INPUT DATA:
impl HostStack for FakeStack {
    fn find_busses(&mut self) -> i32 {
        self.take_forced("find_busses").unwrap_or(0)
    }

    fn find_devices(&mut self) -> i32 {
        self.take_forced("find_devices").unwrap_or(0)
    }

    fn first_bus(&self) -> Option<RawAddr> {
        self.first_bus
    }

    fn bus_node(&self, addr: RawAddr) -> Option<&BusNode> {
        self.busses.get(&addr.get())
    }

    fn device_node(&self, addr: RawAddr) -> Option<&DeviceNode> {
        self.devices.get(&addr.get())
    }

    fn config_node(&self, addr: RawAddr) -> Option<&ConfigNode> {
        self.configs.get(&addr.get())
    }

    fn interface_node(&self, addr: RawAddr) -> Option<&InterfaceNode> {
        self.interfaces.get(&addr.get())
    }

    fn setting_node(&self, addr: RawAddr) -> Option<&SettingNode> {
        self.settings.get(&addr.get())
    }

    fn endpoint_node(&self, addr: RawAddr) -> Option<&EndpointNode> {
        self.endpoints.get(&addr.get())
    }

    fn open(&mut self, device: RawAddr) -> core::result::Result<Session, i32> {
        if let Some(code) = self.open_result {
            return Err(code);
        }
        if !self.devices.contains_key(&device.get()) {
            return Err(-errno::ENODEV);
        }
        let id = self.next_session;
        self.next_session += 1;
        self.sessions.insert(id, device.get());
        Ok(Session(id))
    }

    fn close(&mut self, session: Session) -> i32 {
        if let Some(code) = self.take_forced("close") {
            return code;
        }
        match self.sessions.remove(&session.0) {
            Some(_) => 0,
            None => -errno::EBADF,
        }
    }

    fn control_msg(
        &mut self,
        session: Session,
        _request_type: u8,
        _request: u8,
        _value: u16,
        _index: u16,
        buf: &mut [u8],
        _timeout_ms: u32,
    ) -> i32 {
        self.session_op("control_msg", session, buf.len() as i32)
    }

    fn bulk_write(&mut self, session: Session, _endpoint: u8, buf: &[u8], _timeout_ms: u32) -> i32 {
        self.session_op("bulk_write", session, buf.len() as i32)
    }

    fn bulk_read(
        &mut self,
        session: Session,
        _endpoint: u8,
        buf: &mut [u8],
        _timeout_ms: u32,
    ) -> i32 {
        let ret = self.session_op("bulk_read", session, buf.len() as i32);
        if ret >= 0 {
            buf.fill(0);
        }
        ret
    }

    fn interrupt_write(
        &mut self,
        session: Session,
        _endpoint: u8,
        buf: &[u8],
        _timeout_ms: u32,
    ) -> i32 {
        self.session_op("interrupt_write", session, buf.len() as i32)
    }

    fn interrupt_read(
        &mut self,
        session: Session,
        _endpoint: u8,
        buf: &mut [u8],
        _timeout_ms: u32,
    ) -> i32 {
        let ret = self.session_op("interrupt_read", session, buf.len() as i32);
        if ret >= 0 {
            buf.fill(0);
        }
        ret
    }

    fn get_descriptor(
        &mut self,
        session: Session,
        _desc_type: u8,
        _desc_index: u8,
        buf: &mut [u8],
    ) -> i32 {
        let ret = self.session_op("get_descriptor", session, buf.len() as i32);
        if ret >= 0 {
            buf.fill(0);
        }
        ret
    }

    fn get_descriptor_by_endpoint(
        &mut self,
        session: Session,
        _endpoint: u8,
        _desc_type: u8,
        _desc_index: u8,
        buf: &mut [u8],
    ) -> i32 {
        let ret = self.session_op("get_descriptor_by_endpoint", session, buf.len() as i32);
        if ret >= 0 {
            buf.fill(0);
        }
        ret
    }

    fn get_string(&mut self, session: Session, index: u8, _langid: u16, buf: &mut [u8]) -> i32 {
        self.get_string_simple(session, index, buf)
    }

    fn get_string_simple(&mut self, session: Session, index: u8, buf: &mut [u8]) -> i32 {
        let Some(device) = self.sessions.get(&session.0).copied() else {
            return -errno::EBADF;
        };
        if let Some(code) = self.take_forced("get_string_simple") {
            return code;
        }
        match self.strings.get(&(device, index)) {
            Some(s) => {
                let bytes = s.as_bytes();
                let n = bytes.len().min(buf.len());
                buf[..n].copy_from_slice(&bytes[..n]);
                n as i32
            }
            // Missing strings stall the request.
            None => -errno::EPIPE,
        }
    }

    fn set_configuration(&mut self, session: Session, _value: u8) -> i32 {
        self.session_op("set_configuration", session, 0)
    }

    fn set_altinterface(&mut self, session: Session, _alternate: u8) -> i32 {
        self.session_op("set_altinterface", session, 0)
    }

    fn clear_halt(&mut self, session: Session, _endpoint: u8) -> i32 {
        self.session_op("clear_halt", session, 0)
    }

    fn reset(&mut self, session: Session) -> i32 {
        self.session_op("reset", session, 0)
    }

    fn claim_interface(&mut self, session: Session, _interface: u8) -> i32 {
        self.session_op("claim_interface", session, 0)
    }

    fn release_interface(&mut self, session: Session, _interface: u8) -> i32 {
        self.session_op("release_interface", session, 0)
    }

    fn driver_name(&mut self, session: Session, _interface: u8, buf: &mut [u8]) -> i32 {
        if !self.sessions.contains_key(&session.0) {
            return -errno::EBADF;
        }
        match &self.kernel_driver {
            Some(name) => {
                let bytes = name.as_bytes();
                let n = bytes.len().min(buf.len().saturating_sub(1));
                buf[..n].copy_from_slice(&bytes[..n]);
                buf[n] = 0;
                0
            }
            None => -errno::ENOSYS,
        }
    }

    fn detach_kernel_driver(&mut self, session: Session, _interface: u8) -> i32 {
        if !self.sessions.contains_key(&session.0) {
            return -errno::EBADF;
        }
        match self.kernel_driver.take() {
            Some(_) => 0,
            None => -errno::ENOSYS,
        }
    }

    fn as_any(&self) -> &dyn Any {
        self
    }

    fn as_any_mut(&mut self) -> &mut dyn Any {
        self
    }
}

/// One bus, one device with a single vendor-specific bulk
/// interface (IN 0x81, OUT 0x02). The shape most tests start from.
pub fn scenario_stack() -> FakeStack {
    let mut fake = FakeStack::new();
    let bus = fake.add_bus("001", 1);
    let dev = fake.add_device(
        bus,
        "001",
        1,
        DeviceDescriptor {
            usb_version: 0x0200,
            device_class: 0x00,
            max_packet_size0: 64,
            vendor_id: 0x1234,
            product_id: 0xabcd,
            device_version: 0x0100,
            manufacturer_index: 1,
            product_index: 2,
            serial_index: 3,
            ..Default::default()
        },
    );
    let config = fake.add_config(
        dev,
        ConfigDescriptor {
            configuration_value: 1,
            attributes: 0xa0,
            max_power: 50,
            ..Default::default()
        },
    );
    let iface = fake.add_interface(config);
    let setting = fake.add_setting(
        iface,
        InterfaceDescriptor {
            interface_number: 0,
            alternate_setting: 0,
            interface_class: 0xff,
            ..Default::default()
        },
    );
    fake.add_endpoint(
        setting,
        EndpointDescriptor {
            endpoint_address: 0x81,
            attributes: 0x02,
            max_packet_size: 512,
            interval: 0,
            ..Default::default()
        },
    );
    fake.add_endpoint(
        setting,
        EndpointDescriptor {
            endpoint_address: 0x02,
            attributes: 0x02,
            max_packet_size: 512,
            interval: 0,
            ..Default::default()
        },
    );
    fake
}

// ============================================================================
// Tests
// ============================================================================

EXERCISE INSTRUCTIONS: Number of lines above with the word "code": supply it alone.

SOLUTION TO THE EXERCISE: 6